Imagine speaking through layers of pillows. Words lose edges. But you still feel motion and even hear a whooshing like you’re standing under a wind tunnel. That’s the world moving. We hear all this in the film. We feel Chloe’s levels of hearing differing but never lose the truth that she can feel vibrations too. But the best part about his score is its ringing sound. The specific pitch he uses is so accurate to that ringing sensation of ear trauma that I had to cover my ears in the cinema. For a moment, I thought my infections returned and it terrified me.
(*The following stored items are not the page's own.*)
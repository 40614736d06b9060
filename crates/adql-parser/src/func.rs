// Set-function (aggregate) grammar.
//
// `COUNT(*)` is a special form tried before the general call shape. Keywords
// are matched by exact-case literal prefix; the argument slot of a general
// call stays reserved until set functions embed value expressions.

use adql_ast::{SetFunction, SetFunctionSpecification, SetQuantifier};

use crate::cursor::Cursor;
use crate::error::ParseError;

/// Parse a set-function specification: `COUNT(*)` or a general call.
pub(crate) fn set_function_specification(
    c: &mut Cursor<'_>,
) -> Result<SetFunctionSpecification, ParseError> {
    let start = c.pos();
    if let Ok(spec) = count_all(c) {
        return Ok(spec);
    }
    c.rewind(start);
    general_set_function(c)
}

/// Parse `COUNT ( * )` with optional interior whitespace.
fn count_all(c: &mut Cursor<'_>) -> Result<SetFunctionSpecification, ParseError> {
    if !c.eat_str("COUNT") {
        return Err(c.error("count_all", "expected COUNT"));
    }
    c.skip_ws();
    if !c.eat(b'(') {
        return Err(c.error("count_all", "expected '('"));
    }
    c.skip_ws();
    if !c.eat(b'*') {
        return Err(c.error("count_all", "expected '*'"));
    }
    c.skip_ws();
    if !c.eat(b')') {
        return Err(c.error("count_all", "expected ')'"));
    }
    Ok(SetFunctionSpecification::CountAll)
}

/// Parse a general set function: keyword, `(`, optional quantifier, `)`.
pub(crate) fn general_set_function(
    c: &mut Cursor<'_>,
) -> Result<SetFunctionSpecification, ParseError> {
    let function = set_function_name(c)?;
    c.skip_ws();
    if !c.eat(b'(') {
        return Err(c.error("general_set_function", "expected '('"));
    }
    c.skip_ws();
    let quantifier = set_quantifier(c);
    c.skip_ws();
    // Reserved argument expression slot.
    if !c.eat(b')') {
        return Err(c.error("general_set_function", "expected ')'"));
    }
    Ok(SetFunctionSpecification::General {
        function,
        quantifier,
    })
}

fn set_function_name(c: &mut Cursor<'_>) -> Result<SetFunction, ParseError> {
    const KEYWORDS: [(&str, SetFunction); 5] = [
        ("AVG", SetFunction::Average),
        ("COUNT", SetFunction::Count),
        ("MAX", SetFunction::Maximum),
        ("MIN", SetFunction::Minimum),
        ("SUM", SetFunction::Sum),
    ];
    for (keyword, function) in KEYWORDS {
        if c.eat_str(keyword) {
            return Ok(function);
        }
    }
    Err(c.error(
        "set_function",
        "expected AVG, COUNT, MAX, MIN, or SUM",
    ))
}

fn set_quantifier(c: &mut Cursor<'_>) -> Option<SetQuantifier> {
    if c.eat_str("DISTINCT") {
        c.skip_ws();
        Some(SetQuantifier::Distinct)
    } else if c.eat_str("ALL") {
        c.skip_ws();
        Some(SetQuantifier::All)
    } else {
        None
    }
}

#[cfg(test)]
mod tests {
    use super::*;

    fn parse(src: &str) -> Result<SetFunctionSpecification, ParseError> {
        let mut c = Cursor::new(src);
        set_function_specification(&mut c)
    }

    #[test]
    fn test_count_all() {
        assert_eq!(parse("COUNT(*)").unwrap(), SetFunctionSpecification::CountAll);
        assert_eq!(
            parse("COUNT ( * )").unwrap(),
            SetFunctionSpecification::CountAll
        );
    }

    #[test]
    fn test_count_general_falls_back() {
        // No `*` inside, so the special form backtracks and the general form
        // wins.
        assert_eq!(
            parse("COUNT(DISTINCT )").unwrap(),
            SetFunctionSpecification::General {
                function: SetFunction::Count,
                quantifier: Some(SetQuantifier::Distinct),
            }
        );
    }

    #[test]
    fn test_general_set_functions() {
        assert_eq!(
            parse("AVG ( )").unwrap(),
            SetFunctionSpecification::General {
                function: SetFunction::Average,
                quantifier: None,
            }
        );
        assert_eq!(
            parse("MAX (DISTINCT )").unwrap(),
            SetFunctionSpecification::General {
                function: SetFunction::Maximum,
                quantifier: Some(SetQuantifier::Distinct),
            }
        );
        assert_eq!(
            parse("MIN(ALL)").unwrap(),
            SetFunctionSpecification::General {
                function: SetFunction::Minimum,
                quantifier: Some(SetQuantifier::All),
            }
        );
        assert_eq!(
            parse("SUM()").unwrap(),
            SetFunctionSpecification::General {
                function: SetFunction::Sum,
                quantifier: None,
            }
        );
    }

    #[test]
    fn test_unknown_function_fails() {
        let err = parse("MEDIAN(*)").unwrap_err();
        assert_eq!(err.rule, "set_function");
    }

    #[test]
    fn test_keywords_are_case_sensitive() {
        assert!(parse("count(*)").is_err());
        assert!(parse("MAX(distinct )").is_err());
    }

    #[test]
    fn test_malformed_argument_list_fails() {
        assert!(parse("SUM(").is_err());
        assert!(parse("AVG").is_err());
    }
}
Horror is no stranger to using accessibility as a form of terror: People lose fingers, even entire hands to demons. But giving and taking someone’s hearing away taps into something more harrowingly primal in us, not just losing recognition of our reality as we know it, but that we can fall out of others’ frame of reference. By the end of this runtime, this film will leave you questioning how hearing-centric your world is and why. We want Chloe to get her hearing back. We root for her. And we dread the operation failing. While it’s not made for the Deaf community, you can’t argue that The Unheard challenges us to question what voices we listen to and why.